=== Goal of the exercise ===
Those lines of the following listing which contain the string "struct" should be returned.
─── Available data
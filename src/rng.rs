use super::EffectSimulator;
use rand::{Rng, prelude::Distribution};

/// Unified interface for drawing the latent log-odds parameters
pub(crate) trait RngDraw<R: Rng + ?Sized> {
    fn sample_intercept(&self, rng: &mut R) -> f64;
    fn sample_slope(&self, rng: &mut R) -> f64;
    fn sample_std_norm(&self, rng: &mut R) -> f64;
}

impl<R: Rng + ?Sized> RngDraw<R> for EffectSimulator {
    /// Sample the intercept. A zero intercept SD is a point mass and consumes no randomness.
    #[inline(always)]
    fn sample_intercept(&self, rng: &mut R) -> f64 {
        match &self.intercept {
            Some(normal) => normal.sample(rng),
            None => self.prior.intercept_mean(),
        }
    }

    /// Sample the slope from N(0, slope_sd)
    #[inline(always)]
    fn sample_slope(&self, rng: &mut R) -> f64 {
        self.slope.sample(rng)
    }

    /// Sample from the standard normal distribution
    #[inline(always)]
    fn sample_std_norm(&self, rng: &mut R) -> f64 {
        self.std_norm.sample(rng)
    }
}
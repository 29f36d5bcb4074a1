//! The empirical effect distribution produced by one simulation run, and its summary.

use statrs::statistics::{Data, OrderStatistics, Statistics};
use std::fmt;

/// Lower and upper quantiles reported by [`EffectSummary`].
pub const LOWER_QUANTILE: f64 = 0.025;
pub const UPPER_QUANTILE: f64 = 0.975;

/// Simulated effects in probability space, one per Monte Carlo draw.
///
/// Produced wholesale by a simulator and never mutated afterwards. Every element lies strictly
/// inside `(-1, 1)`.
#[derive(Debug, Clone, PartialEq)]
pub struct EffectDistribution(Vec<f64>);

impl EffectDistribution {
    pub(crate) fn from_vec(effects: Vec<f64>) -> Self {
        Self(effects)
    }

    pub fn len(&self) -> usize {
        self.0.len()
    }

    pub fn is_empty(&self) -> bool {
        self.0.is_empty()
    }

    pub fn as_slice(&self) -> &[f64] {
        &self.0
    }

    pub fn iter(&self) -> std::slice::Iter<'_, f64> {
        self.0.iter()
    }

    pub fn into_vec(self) -> Vec<f64> {
        self.0
    }

    /// Fraction of draws whose absolute effect exceeds `threshold`.
    ///
    /// Useful for asking how much prior mass sits on implausibly large effects, e.g.
    /// `tail_mass(0.5)` for a swing of more than fifty percentage points.
    pub fn tail_mass(&self, threshold: f64) -> f64 {
        if self.0.is_empty() {
            return 0.0;
        }
        let hits = self.0.iter().filter(|e| e.abs() > threshold).count();
        hits as f64 / self.0.len() as f64
    }

    /// Mean, sample SD and central 95% interval of the effects.
    ///
    /// The SD is the unbiased estimator, so it is `NaN` for a single draw.
    pub fn summary(&self) -> EffectSummary {
        let mut data = Data::new(self.0.clone());
        EffectSummary {
            draws: self.0.len(),
            mean: self.0.iter().mean(),
            sd: self.0.iter().std_dev(),
            lower: data.quantile(LOWER_QUANTILE),
            median: data.quantile(0.5),
            upper: data.quantile(UPPER_QUANTILE),
        }
    }
}

impl<'a> IntoIterator for &'a EffectDistribution {
    type Item = &'a f64;
    type IntoIter = std::slice::Iter<'a, f64>;

    fn into_iter(self) -> Self::IntoIter {
        self.0.iter()
    }
}

impl AsRef<[f64]> for EffectDistribution {
    fn as_ref(&self) -> &[f64] {
        &self.0
    }
}

/// Point summary of an [`EffectDistribution`].
#[derive(Debug, Clone, Copy, PartialEq)]
pub struct EffectSummary {
    pub draws: usize,
    pub mean: f64,
    pub sd: f64,
    pub lower: f64,
    pub median: f64,
    pub upper: f64,
}

impl fmt::Display for EffectSummary {
    fn fmt(&self, f: &mut fmt::Formatter<'_>) -> fmt::Result {
        write!(
            f,
            "{:<8} {:<10.4} {:<10.4} [{:.4}, {:.4}, {:.4}]",
            self.draws, self.mean, self.sd, self.lower, self.median, self.upper
        )
    }
}
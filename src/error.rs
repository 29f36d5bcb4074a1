//! Error type shared by the simulators and the sweep driver.

use statrs::distribution::NormalError;
use thiserror::Error;

/// Result alias used throughout the crate.
pub type Result<T> = std::result::Result<T, Error>;

/// Errors returned by the simulators and the sweep.
#[derive(Error, Debug)]
pub enum Error {
    /// A sample count or prior scale outside its valid range.
    #[error("invalid argument: {0}")]
    InvalidArgument(String),

    /// statrs refused to build a distribution.
    #[error("distribution error: {0}")]
    Distribution(#[from] NormalError),
}

impl Error {
    pub(crate) fn invalid(msg: impl Into<String>) -> Self {
        Self::InvalidArgument(msg.into())
    }

    /// True for [`Error::InvalidArgument`].
    pub fn is_invalid_argument(&self) -> bool {
        matches!(self, Self::InvalidArgument(_))
    }
}
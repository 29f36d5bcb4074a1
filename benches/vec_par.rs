use criterion::{Criterion, black_box, criterion_group, criterion_main};
use logit_prior_check::{EffectDraw, EffectSimulator, PriorConfig};
use rand::{SeedableRng, rngs::StdRng};

fn simulator() -> EffectSimulator {
    EffectSimulator::new(PriorConfig::reference(1.5).unwrap()).unwrap()
}

fn bench_effects_deterministic(c: &mut Criterion) {
    let n = 100_000;
    let sim = simulator();
    let mut rng = StdRng::seed_from_u64(42);
    c.bench_function("draw_vec_par_deterministic", |bencher| {
        bencher.iter(|| {
            let out = sim.draw_vec_par_deterministic(&mut rng, n).unwrap();
            black_box(out);
        });
    });
}

fn bench_effects_vec_par(c: &mut Criterion) {
    let n = 100_000;
    let sim = simulator();
    c.bench_function("draw_vec_par", |bencher| {
        bencher.iter(|| {
            let out = sim.draw_vec_par(n).unwrap();
            black_box(out);
        });
    });
}

fn bench_effects_no_par(c: &mut Criterion) {
    let n: usize = 100_000;
    let sim = simulator();
    let mut rng = StdRng::seed_from_u64(42);
    c.bench_function("draw_vec", |bencher| {
        bencher.iter(|| {
            let out = sim.draw_vec(&mut rng, n).unwrap();
            black_box(out);
        });
    });
}

criterion_group!(
    benches,
    bench_effects_deterministic,
    bench_effects_vec_par,
    bench_effects_no_par
);
criterion_main!(benches);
──────
=== Answer box ===
pub struct EffectDistribution(Vec<f64>);
pub struct EffectSummary {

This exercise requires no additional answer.